**Try it**
Repeat exactly, and only, the lines below starting at the line that contains "use super::*;" and ending at the line that contains "let later = previous", inclusive of both.

[Items from a dataset]
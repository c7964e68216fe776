// ABOUTME: Persistent store of user-registered menus backed by a single JSON file
// ABOUTME: Every mutation rewrites the file via a temp file, fsync, and atomic rename
//
// SPDX-License-Identifier: MIT OR Apache-2.0
// Copyright (c) 2025 Pierre Fitness Intelligence

//! Menu Store
//!
//! Menus are kept in memory in registration order and the full collection is
//! written back after each register, update, or delete. A failed write leaves
//! the in-memory change in place and reports [`MenuStoreError::Persist`].

use std::fs;
use std::io::{self, Write};
use std::path::{Path, PathBuf};

use chrono::{DateTime, Duration, Utc};
use tempfile::NamedTempFile;
use thiserror::Error;
use tracing::{debug, info, warn};
use uuid::Uuid;

use crate::constants::menu_store::ID_PREFIX;
use crate::errors::{AppError, ErrorCode};
use crate::logging::AppLogger;
use crate::models::{
    MenuListFilter, MenuRegistration, MenuSuggestionCriteria, MenuUpdate, RegisteredMenu,
};

/// Menu store failures
#[derive(Debug, Error)]
pub enum MenuStoreError {
    /// Registration or update fields failed validation
    #[error("{0}")]
    Validation(String),
    /// The store file or its directory could not be read or created
    #[error("Failed to access menu store at {}: {source}", path.display())]
    Io {
        /// Store path
        path: PathBuf,
        /// Underlying I/O error
        #[source]
        source: io::Error,
    },
    /// The collection could not be encoded
    #[error("Failed to encode menus: {0}")]
    Encode(#[from] serde_json::Error),
    /// Writing the store failed after the in-memory change was applied
    #[error("Failed to save menus to {}; the change was applied in memory but may not be durable: {source}", path.display())]
    Persist {
        /// Store path
        path: PathBuf,
        /// Underlying I/O error
        #[source]
        source: io::Error,
    },
}

impl From<MenuStoreError> for AppError {
    fn from(error: MenuStoreError) -> Self {
        let code = match &error {
            MenuStoreError::Validation(_) => ErrorCode::InvalidInput,
            MenuStoreError::Io { .. } | MenuStoreError::Persist { .. } => ErrorCode::StorageError,
            MenuStoreError::Encode(_) => ErrorCode::SerializationError,
        };
        Self::new(code, error.to_string()).with_source(error)
    }
}

/// Registered menus plus the file they persist to
#[derive(Debug)]
pub struct MenuStore {
    path: PathBuf,
    menus: Vec<RegisteredMenu>,
}

impl MenuStore {
    /// Open the store at `path`
    ///
    /// A missing file is created holding an empty collection. An unparseable
    /// file is moved aside to `<name>.corrupt-<timestamp>` and the store starts
    /// empty.
    ///
    /// # Errors
    ///
    /// Returns an error if the directory or file cannot be created, read, or written
    pub fn open(path: impl Into<PathBuf>) -> Result<Self, MenuStoreError> {
        let path = path.into();
        let mut store = Self {
            path,
            menus: Vec::new(),
        };

        if let Some(dir) = store.parent_dir() {
            fs::create_dir_all(&dir).map_err(|source| MenuStoreError::Io {
                path: dir.clone(),
                source,
            })?;
        }

        match fs::read_to_string(&store.path) {
            Ok(contents) => match serde_json::from_str::<Vec<RegisteredMenu>>(&contents) {
                Ok(menus) => {
                    info!(path = %store.path.display(), count = menus.len(), "Loaded menu store");
                    store.menus = menus;
                }
                Err(parse_error) => {
                    let backup = store.quarantine()?;
                    warn!(
                        path = %store.path.display(),
                        backup = %backup.display(),
                        error = %parse_error,
                        "Menu store unreadable, moved aside and starting empty"
                    );
                    store.initialize_file()?;
                }
            },
            Err(error) if error.kind() == io::ErrorKind::NotFound => {
                info!(path = %store.path.display(), "Creating empty menu store");
                store.initialize_file()?;
            }
            Err(source) => {
                return Err(MenuStoreError::Io {
                    path: store.path,
                    source,
                })
            }
        }

        Ok(store)
    }

    /// Path of the backing file
    #[must_use]
    pub fn path(&self) -> &Path {
        &self.path
    }

    /// Number of registered menus
    #[must_use]
    pub fn count(&self) -> usize {
        self.menus.len()
    }

    /// Register a new menu with a fresh id
    ///
    /// # Errors
    ///
    /// Returns a validation error for bad fields, or a persistence error after the menu was added
    pub fn register(
        &mut self,
        registration: MenuRegistration,
    ) -> Result<RegisteredMenu, MenuStoreError> {
        registration
            .validate()
            .map_err(|error| MenuStoreError::Validation(error.message))?;

        let menu = RegisteredMenu::from_registration(self.generate_id(), registration, Utc::now());
        self.menus.push(menu.clone());
        self.persist("register", &menu.id)?;
        Ok(menu)
    }

    /// Merge supplied fields into an existing menu
    ///
    /// Returns `Ok(None)` when no menu has this id.
    ///
    /// # Errors
    ///
    /// Returns a validation error for bad fields, or a persistence error after the update was applied
    pub fn update(
        &mut self,
        id: &str,
        update: MenuUpdate,
    ) -> Result<Option<RegisteredMenu>, MenuStoreError> {
        update
            .validate()
            .map_err(|error| MenuStoreError::Validation(error.message))?;

        let Some(menu) = self.menus.iter_mut().find(|menu| menu.id == id) else {
            return Ok(None);
        };
        menu.apply(update);
        menu.updated_at = next_timestamp(menu.updated_at, Utc::now());
        let updated = menu.clone();

        self.persist("update", id)?;
        Ok(Some(updated))
    }

    /// Remove a menu; only writes the file when something was removed
    ///
    /// # Errors
    ///
    /// Returns a persistence error after the menu was removed from memory
    pub fn delete(&mut self, id: &str) -> Result<bool, MenuStoreError> {
        let Some(position) = self.menus.iter().position(|menu| menu.id == id) else {
            debug!(menu_id = %id, "Delete requested for unknown menu");
            return Ok(false);
        };
        self.menus.remove(position);
        self.persist("delete", id)?;
        Ok(true)
    }

    /// Look up a menu by id
    #[must_use]
    pub fn get(&self, id: &str) -> Option<&RegisteredMenu> {
        self.menus.iter().find(|menu| menu.id == id)
    }

    /// Menus passing every supplied filter, in registration order
    #[must_use]
    pub fn list(&self, filter: &MenuListFilter) -> Vec<&RegisteredMenu> {
        self.menus.iter().filter(|menu| filter.matches(menu)).collect()
    }

    /// Menus satisfying the criteria, best protein-to-fat ratio first
    ///
    /// Equal ratios keep registration order.
    #[must_use]
    pub fn suggest(&self, criteria: &MenuSuggestionCriteria) -> Vec<&RegisteredMenu> {
        let mut matches: Vec<&RegisteredMenu> = self
            .menus
            .iter()
            .filter(|menu| criteria.matches(menu))
            .collect();
        matches.sort_by(|a, b| b.protein_to_fat_ratio().total_cmp(&a.protein_to_fat_ratio()));
        matches
    }

    fn generate_id(&self) -> String {
        loop {
            let id = format!("{ID_PREFIX}{}", Uuid::new_v4().simple());
            if self.get(&id).is_none() {
                return id;
            }
        }
    }

    fn persist(&self, operation: &str, menu_id: &str) -> Result<(), MenuStoreError> {
        let result = self.encode().and_then(|contents| {
            self.write_file(&contents)
                .map_err(|source| MenuStoreError::Persist {
                    path: self.path.clone(),
                    source,
                })
        });
        AppLogger::log_store_operation(operation, Some(menu_id), result.is_ok());
        result
    }

    /// Write the current (empty) collection when opening a new or quarantined store
    fn initialize_file(&self) -> Result<(), MenuStoreError> {
        let contents = self.encode()?;
        self.write_file(&contents)
            .map_err(|source| MenuStoreError::Io {
                path: self.path.clone(),
                source,
            })
    }

    fn encode(&self) -> Result<String, MenuStoreError> {
        let mut contents = serde_json::to_string_pretty(&self.menus)?;
        contents.push('\n');
        Ok(contents)
    }

    /// Write to a temp file beside the store, fsync, then rename it into place
    fn write_file(&self, contents: &str) -> io::Result<()> {
        let dir = self.parent_dir().unwrap_or_else(|| PathBuf::from("."));

        let mut temp_file = NamedTempFile::new_in(&dir)?;
        temp_file.write_all(contents.as_bytes())?;
        temp_file.as_file_mut().sync_all()?;
        temp_file.persist(&self.path).map_err(|error| error.error)?;
        Ok(())
    }

    /// Rename an unreadable store file out of the way
    fn quarantine(&self) -> Result<PathBuf, MenuStoreError> {
        let file_name = self
            .path
            .file_name()
            .map_or_else(|| "menus.json".into(), |name| name.to_string_lossy().into_owned());
        let backup = self.path.with_file_name(format!(
            "{file_name}.corrupt-{}",
            Utc::now().format("%Y%m%dT%H%M%S%.6fZ")
        ));
        fs::rename(&self.path, &backup).map_err(|source| MenuStoreError::Io {
            path: self.path.clone(),
            source,
        })?;
        Ok(backup)
    }

    fn parent_dir(&self) -> Option<PathBuf> {
        self.path
            .parent()
            .filter(|dir| !dir.as_os_str().is_empty())
            .map(Path::to_path_buf)
    }
}

/// `now`, or one microsecond past `previous` when the clock has not advanced
fn next_timestamp(previous: DateTime<Utc>, now: DateTime<Utc>) -> DateTime<Utc> {
    if now > previous {
        now
    } else {
        previous + Duration::microseconds(1)
    }
}

#[cfg(test)]
mod tests {
    use super::*;

    #[test]
    fn test_next_timestamp_always_advances() {
        let previous = Utc::now();
        assert!(next_timestamp(previous, previous) > previous);
        let earlier = previous - Duration::seconds(5);
        assert!(next_timestamp(previous, earlier) > previous);
        let later = previous + Duration::seconds(5);
        assert_eq!(next_timestamp(previous, later), later);
    }
}
// ABOUTME: Computed meal and plan results returned by the composer and plan assembler
// ABOUTME: MealSuggestion, DailyMealPlan, MealPlan, and PlanSummary are never persisted
//
// SPDX-License-Identifier: MIT OR Apache-2.0
// Copyright (c) 2025 Pierre Fitness Intelligence

use serde::{Deserialize, Serialize};

use crate::models::food::{MealType, NutritionFacts};
use crate::models::menu::RegisteredMenu;

/// A single meal, either composed from the nutrition table or taken from a registered menu
#[derive(Debug, Clone, PartialEq, Serialize, Deserialize)]
#[serde(rename_all = "camelCase")]
pub struct MealSuggestion {
    /// Display name
    pub name: String,
    /// Short description
    pub description: String,
    /// Ingredient lines with quantities
    pub ingredients: Vec<String>,
    /// Cooking steps
    pub instructions: Vec<String>,
    /// Aggregated nutrition
    pub total_nutrition: NutritionFacts,
    /// Preparation time in minutes
    pub prep_time: u32,
    /// Servings
    pub servings: u32,
    /// Meal slot
    pub meal_type: MealType,
}

impl From<&RegisteredMenu> for MealSuggestion {
    fn from(menu: &RegisteredMenu) -> Self {
        Self {
            name: menu.name.clone(),
            description: menu.description.clone(),
            ingredients: menu.ingredients.clone(),
            instructions: menu.instructions.clone(),
            total_nutrition: menu.nutrition,
            prep_time: menu.prep_time,
            servings: menu.servings,
            meal_type: menu.meal_type,
        }
    }
}

/// One day of a plan
#[derive(Debug, Clone, PartialEq, Serialize, Deserialize)]
#[serde(rename_all = "camelCase")]
pub struct DailyMealPlan {
    /// 1-based day number
    pub day: u32,
    /// Breakfast slot
    pub breakfast: MealSuggestion,
    /// Lunch slot
    pub lunch: MealSuggestion,
    /// Dinner slot
    pub dinner: MealSuggestion,
    /// Snack slot
    #[serde(skip_serializing_if = "Option::is_none")]
    pub snack: Option<MealSuggestion>,
    /// Sum of the meals' nutrition
    pub total_nutrition: NutritionFacts,
}

impl DailyMealPlan {
    /// Build a day and compute its total from the meals
    #[must_use]
    pub fn new(
        day: u32,
        breakfast: MealSuggestion,
        lunch: MealSuggestion,
        dinner: MealSuggestion,
        snack: Option<MealSuggestion>,
    ) -> Self {
        let total_nutrition = [Some(&breakfast), Some(&lunch), Some(&dinner), snack.as_ref()]
            .into_iter()
            .flatten()
            .map(|meal| meal.total_nutrition)
            .sum();
        Self {
            day,
            breakfast,
            lunch,
            dinner,
            snack,
            total_nutrition,
        }
    }

    /// Meals of the day in slot order
    pub fn meals(&self) -> impl Iterator<Item = &MealSuggestion> {
        [
            Some(&self.breakfast),
            Some(&self.lunch),
            Some(&self.dinner),
            self.snack.as_ref(),
        ]
        .into_iter()
        .flatten()
    }
}

/// Averages across the days of a plan, each rounded to the nearest integer
#[derive(Debug, Clone, Copy, PartialEq, Serialize, Deserialize)]
#[serde(rename_all = "camelCase")]
pub struct PlanSummary {
    /// Number of days in the plan
    pub total_days: u32,
    /// Mean daily calories
    pub avg_daily_calories: f64,
    /// Mean daily protein grams
    pub avg_daily_protein: f64,
    /// Mean daily fat grams
    pub avg_daily_fat: f64,
    /// Mean daily carbohydrate grams
    pub avg_daily_carbs: f64,
}

impl PlanSummary {
    /// Summarize a sequence of days
    #[must_use]
    pub fn from_days(days: &[DailyMealPlan]) -> Self {
        let total_days = u32::try_from(days.len()).unwrap_or(u32::MAX);
        let totals: NutritionFacts = days.iter().map(|day| &day.total_nutrition).sum();
        let divisor = f64::from(total_days.max(1));
        Self {
            total_days,
            avg_daily_calories: (totals.calories / divisor).round(),
            avg_daily_protein: (totals.protein / divisor).round(),
            avg_daily_fat: (totals.fat / divisor).round(),
            avg_daily_carbs: (totals.carbohydrates / divisor).round(),
        }
    }
}

/// A multi-day plan plus its summary
#[derive(Debug, Clone, PartialEq, Serialize, Deserialize)]
#[serde(rename_all = "camelCase")]
pub struct MealPlan {
    /// Days in order
    pub days: Vec<DailyMealPlan>,
    /// Averages across days
    pub summary: PlanSummary,
}

impl MealPlan {
    /// Wrap days and compute the summary
    #[must_use]
    pub fn new(days: Vec<DailyMealPlan>) -> Self {
        let summary = PlanSummary::from_days(&days);
        Self { days, summary }
    }
}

**Your solution**
    use super::*;

    #[test]
    fn test_next_timestamp_always_advances() {
        let previous = Utc::now();
        assert!(next_timestamp(previous, previous) > previous);
        let earlier = previous - Duration::seconds(5);
        assert!(next_timestamp(previous, earlier) > previous);
        let later = previous + Duration::seconds(5);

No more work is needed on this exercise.